*WHAT THE EXERCISE ASKS*:
Among the lines below, which ones contain the word "records"? Copy every such line.

*STORED DATA*:
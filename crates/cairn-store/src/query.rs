//! Collection queries: equality filters, ordering, pagination.
//!
//! [`Query`] is a backend-neutral description of "which records, in which
//! order, which page". [`Query::matches`] and [`Query::apply`] give the
//! reference semantics that every backend must reproduce.

use std::cmp::Ordering;

use serde::{Deserialize, Serialize};
use serde_json::Value;

use cairn_types::{ObjType, ObjectId, Record};

/// Sort direction.
#[derive(Clone, Copy, Debug, PartialEq, Eq, Serialize, Deserialize)]
pub enum Direction {
    Asc,
    Desc,
}

/// Equality constraint on one field.
///
/// A `null` value matches records where the field is missing or null.
#[derive(Clone, Debug, PartialEq, Serialize, Deserialize)]
pub struct Filter {
    pub field: String,
    pub value: Value,
}

/// Ordering on one field.
#[derive(Clone, Debug, PartialEq, Serialize, Deserialize)]
pub struct Order {
    pub field: String,
    pub direction: Direction,
}

/// 1-based page selection.
#[derive(Clone, Copy, Debug, PartialEq, Eq, Serialize, Deserialize)]
pub struct Pagination {
    pub page: usize,
    pub per_page: usize,
}

impl Pagination {
    fn offset(&self) -> usize {
        self.page.saturating_sub(1).saturating_mul(self.per_page)
    }
}

/// A filtered, ordered, optionally paginated query over one model type.
#[derive(Clone, Debug, PartialEq, Serialize, Deserialize)]
pub struct Query {
    pub obj_type: ObjType,
    pub filters: Vec<Filter>,
    pub orders: Vec<Order>,
    pub pagination: Option<Pagination>,
}

impl Query {
    /// Match every record of `obj_type`.
    pub fn new(obj_type: impl Into<ObjType>) -> Self {
        Self {
            obj_type: obj_type.into(),
            filters: Vec::new(),
            orders: Vec::new(),
            pagination: None,
        }
    }

    /// Add an equality filter.
    pub fn filter(mut self, field: impl Into<String>, value: impl Into<Value>) -> Self {
        self.filters.push(Filter {
            field: field.into(),
            value: value.into(),
        });
        self
    }

    /// Add a sort key. Keys apply in the order they were added.
    pub fn order_by(mut self, field: impl Into<String>, direction: Direction) -> Self {
        self.orders.push(Order {
            field: field.into(),
            direction,
        });
        self
    }

    /// Restrict to one page of `per_page` results (`page` starts at 1).
    pub fn page(mut self, page: usize, per_page: usize) -> Self {
        self.pagination = Some(Pagination { page, per_page });
        self
    }

    /// Copy of this query without pagination (used for counting).
    pub fn unpaginated(&self) -> Self {
        Self {
            pagination: None,
            ..self.clone()
        }
    }

    /// Whether `record` satisfies the type tag and every filter.
    pub fn matches(&self, record: &Record) -> bool {
        record.obj_type == self.obj_type
            && self
                .filters
                .iter()
                .all(|f| values_match(record.value_of(&f.field).as_ref(), &f.value))
    }

    /// Filter, sort, and paginate `records` according to this query.
    ///
    /// Sorting is stable: records that compare equal keep their input order.
    pub fn apply(&self, records: impl IntoIterator<Item = Record>) -> Vec<Record> {
        let mut matched: Vec<Record> = records.into_iter().filter(|r| self.matches(r)).collect();

        if !self.orders.is_empty() {
            matched.sort_by(|a, b| {
                for order in &self.orders {
                    let ord = compare_values(
                        a.value_of(&order.field).as_ref(),
                        b.value_of(&order.field).as_ref(),
                    );
                    let ord = match order.direction {
                        Direction::Asc => ord,
                        Direction::Desc => ord.reverse(),
                    };
                    if ord != Ordering::Equal {
                        return ord;
                    }
                }
                Ordering::Equal
            });
        }

        match self.pagination {
            Some(p) => matched.into_iter().skip(p.offset()).take(p.per_page).collect(),
            None => matched,
        }
    }
}

/// Loose equality used by filters.
///
/// Identity-like scalars compare by normalized identity so that `"42"`
/// matches `42`.
fn values_match(actual: Option<&Value>, expected: &Value) -> bool {
    match (actual, expected) {
        (None, Value::Null) => true,
        (None, _) => false,
        (Some(a), e) if a == e => true,
        (Some(a), e) => match (ObjectId::from_value(a), ObjectId::from_value(e)) {
            (Ok(Some(x)), Ok(Some(y))) => x == y,
            _ => false,
        },
    }
}

/// Total order over optional JSON values. Missing values sort first.
fn compare_values(a: Option<&Value>, b: Option<&Value>) -> Ordering {
    match (a, b) {
        (None, None) => Ordering::Equal,
        (None, Some(_)) => Ordering::Less,
        (Some(_), None) => Ordering::Greater,
        (Some(a), Some(b)) => compare_present(a, b),
    }
}

fn compare_present(a: &Value, b: &Value) -> Ordering {
    match (a, b) {
        (Value::Number(x), Value::Number(y)) => {
            let x = x.as_f64().unwrap_or(0.0);
            let y = y.as_f64().unwrap_or(0.0);
            x.partial_cmp(&y).unwrap_or(Ordering::Equal)
        }
        (Value::Bool(x), Value::Bool(y)) => x.cmp(y),
        (Value::String(x), Value::String(y)) => {
            // Timestamps compare as instants regardless of textual precision.
            match (
                chrono::DateTime::parse_from_rfc3339(x),
                chrono::DateTime::parse_from_rfc3339(y),
            ) {
                (Ok(tx), Ok(ty)) => tx.cmp(&ty),
                _ => x.cmp(y),
            }
        }
        _ => a.to_string().cmp(&b.to_string()),
    }
}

*ANSWER TO THIS TASK*:
//! [`Query`] is a backend-neutral description of "which records, in which
/// A `null` value matches records where the field is missing or null.
    /// Filter, sort, and paginate `records` according to this query.
    /// Sorting is stable: records that compare equal keep their input order.
    pub fn apply(&self, records: impl IntoIterator<Item = Record>) -> Vec<Record> {
        let mut matched: Vec<Record> = records.into_iter().filter(|r| self.matches(r)).collect();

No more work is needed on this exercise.